First, Maronde threw a 1-and-0 fastball down the middle for a called strike that catcher Chris Iannetta missed. He looked crossed up on the pitch, expecting a breaking ball. The ball bounced to the backstop, putting runners at second and third.

Then, on a 1-and-2 pitch, Maronde threw a breaking ball that bounced several feet in front of the plate. Iannetta couldn't block that one, either, understandably this time. The ball bounced toward the Yankees' dugout and Ellsbury scored to make it 3-2.

The Yankees thought the speedy Ellsbury got into Maronde's head, affecting his rhythm and comfort in a pressure situation. "It's a hassle watching him on the bases and knowing what he can do, making the pitcher hurry and putting pressure on the catcher,'' Joe Girardi said. "He affects the inning with his speed, no doubt about it.''

Said Mark Teixeira, "Anything to throw off your rhythm, your timing, it's disruptive to the pitcher."

McCann was hit by a pitch to put runners on first and third, but Alfonso Soriano hit into a double play. Nevertheless, the Yankees had all they needed for their 10th win in 14 games, as David Robertson pitched a scoreless ninth for the save.

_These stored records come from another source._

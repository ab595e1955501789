use std::sync::Arc;

use axum::{Extension, Json, Router, routing::get};
use chrono::Utc;
use serde_json::Value;

use salonbook_core::RecordId;
use salonbook_infra::{record_tag, resource_tag};
use salonbook_settings::SettingsUpdate;

use crate::app::dto::{self, JsonBody};
use crate::app::errors::ApiResult;
use crate::app::services::AppServices;
use crate::authz;
use crate::context::{OwnerContext, PrincipalContext};

const RESOURCE: &str = "settings";

pub fn router() -> Router {
    Router::new().route("/", get(get_settings).put(put_settings))
}

/// The owner's settings; defaults until the first save.
pub async fn get_settings(
    Extension(services): Extension<Arc<AppServices>>,
    Extension(owner): Extension<OwnerContext>,
    Extension(principal): Extension<PrincipalContext>,
) -> ApiResult<Json<Value>> {
    authz::require_read(&owner, &principal, RESOURCE)?;
    let owner_id = owner.owner_id();
    let id = RecordId::singleton_for(owner_id);
    let tags = vec![resource_tag(RESOURCE, owner_id), record_tag(RESOURCE, owner_id, id)];
    let stores = &services.stores;
    let value = services
        .cached(dto::record_cache_key(RESOURCE, owner_id, id), tags, || async move {
            let settings = stores.settings_for(owner_id).await?;
            dto::to_json(&settings)
        })
        .await?;
    Ok(Json(value))
}

/// Partial update; omitted fields keep their current value.
pub async fn put_settings(
    Extension(services): Extension<Arc<AppServices>>,
    Extension(owner): Extension<OwnerContext>,
    Extension(principal): Extension<PrincipalContext>,
    JsonBody(body): JsonBody<SettingsUpdate>,
) -> ApiResult<Json<Value>> {
    authz::require_write(&owner, &principal, RESOURCE)?;
    let owner_id = owner.owner_id();
    let mut settings = services.stores.settings_for(owner_id).await?;
    settings.apply_update(body, Utc::now())?;
    let saved = services.stores.save_settings(settings).await?;
    services.invalidate_record(RESOURCE, owner_id, saved.id);
    Ok(Json(dto::to_json(&saved)?))
}
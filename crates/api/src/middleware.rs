use std::sync::Arc;
use std::time::Instant;

use axum::{
    extract::{Request, State},
    http::{HeaderMap, StatusCode, header},
    middleware::Next,
    response::Response,
};
use chrono::Utc;

use salonbook_auth::JwtValidator;

use crate::app::errors;
use crate::context::{OwnerContext, PrincipalContext};

/// Name of the cookie carrying the session token.
pub const SESSION_COOKIE: &str = "salonbook_session";

#[derive(Clone)]
pub struct AuthState {
    pub jwt: Arc<dyn JwtValidator>,
}

/// Resolve the session (bearer header first, then cookie) into request
/// extensions. Anything missing, malformed or expired is a 401.
pub async fn auth_middleware(
    State(state): State<AuthState>,
    mut req: Request,
    next: Next,
) -> Result<Response, Response> {
    let unauthorized = |message: &str| errors::json_error(StatusCode::UNAUTHORIZED, "unauthorized", message);

    let token = extract_bearer(req.headers())
        .or_else(|| extract_session_cookie(req.headers()))
        .ok_or_else(|| unauthorized("missing session"))?;

    let claims = state.jwt.validate(token, Utc::now()).map_err(|e| {
        tracing::debug!(error = %e, "rejected session token");
        unauthorized("invalid or expired session")
    })?;

    req.extensions_mut().insert(OwnerContext::new(claims.owner_id));
    req.extensions_mut()
        .insert(PrincipalContext::new(claims.sub, claims.roles));

    Ok(next.run(req).await)
}

/// One structured log line per request.
pub async fn trace_requests(req: Request, next: Next) -> Response {
    let method = req.method().clone();
    let path = req.uri().path().to_string();
    let started = Instant::now();

    let res = next.run(req).await;

    let status = res.status().as_u16();
    let elapsed_ms = started.elapsed().as_millis() as u64;
    if res.status().is_server_error() {
        tracing::warn!(%method, path, status, elapsed_ms, "request failed");
    } else {
        tracing::info!(%method, path, status, elapsed_ms, "request");
    }
    res
}

fn extract_bearer(headers: &HeaderMap) -> Option<&str> {
    let header = headers.get(header::AUTHORIZATION)?.to_str().ok()?;
    let token = header.strip_prefix("Bearer ")?.trim();
    (!token.is_empty()).then_some(token)
}

fn extract_session_cookie(headers: &HeaderMap) -> Option<&str> {
    headers
        .get_all(header::COOKIE)
        .iter()
        .filter_map(|v| v.to_str().ok())
        .flat_map(|v| v.split(';'))
        .filter_map(|pair| pair.trim().split_once('='))
        .find(|(name, _)| *name == SESSION_COOKIE)
        .map(|(_, value)| value.trim())
        .filter(|value| !value.is_empty())
}

/// `Set-Cookie` value installing a session token.
pub fn session_cookie(token: &str, max_age_secs: i64) -> String {
    format!("{SESSION_COOKIE}={token}; HttpOnly; SameSite=Lax; Path=/; Max-Age={max_age_secs}")
}

/// `Set-Cookie` value that removes the session cookie.
pub fn clear_session_cookie() -> String {
    format!("{SESSION_COOKIE}=; HttpOnly; SameSite=Lax; Path=/; Max-Age=0")
}

#[cfg(test)]
mod tests {
    use axum::http::HeaderValue;

    use super::*;

    #[test]
    fn bearer_requires_prefix_and_token() {
        let mut h = HeaderMap::new();
        h.insert(header::AUTHORIZATION, HeaderValue::from_static("Bearer abc.def"));
        assert_eq!(extract_bearer(&h), Some("abc.def"));

        h.insert(header::AUTHORIZATION, HeaderValue::from_static("Basic abc"));
        assert_eq!(extract_bearer(&h), None);

        h.insert(header::AUTHORIZATION, HeaderValue::from_static("Bearer   "));
        assert_eq!(extract_bearer(&h), None);
    }

    #[test]
    fn session_cookie_is_found_among_others() {
        let mut h = HeaderMap::new();
        h.insert(
            header::COOKIE,
            HeaderValue::from_static("theme=dark; salonbook_session=tok123; lang=en"),
        );
        assert_eq!(extract_session_cookie(&h), Some("tok123"));

        h.insert(header::COOKIE, HeaderValue::from_static("salonbook_session="));
        assert_eq!(extract_session_cookie(&h), None);
    }

    #[test]
    fn cookie_attributes() {
        let set = session_cookie("t", 60);
        assert!(set.starts_with("salonbook_session=t;"));
        assert!(set.contains("HttpOnly"));
        assert!(set.contains("SameSite=Lax"));
        assert!(set.contains("Path=/"));
        assert!(clear_session_cookie().contains("Max-Age=0"));
    }
}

After striking out Ian Stewart, Robertson got ahead of Iannetta 0-and-2 but walked him to conclude a 10-pitch plate appearance. J.B. Shuck grounded to second and Raul Ibañez couldn't check his swing on a 1-and-2 curveball, striking out to end it.

Earlier, Tanaka struck out 11 in 61/3 innings, although he allowed four extra-base hits, and Richards routinely lit up the radar gun in the high 90s.

At the point that Tanaka departed with one out in the seventh, it was advantage Richards. The Angels were clinging to a 2-1 lead, thanks to a home run by David Freese on Tanaka's first pitch of the sixth, moments after the Yankees had tied it at 1-1.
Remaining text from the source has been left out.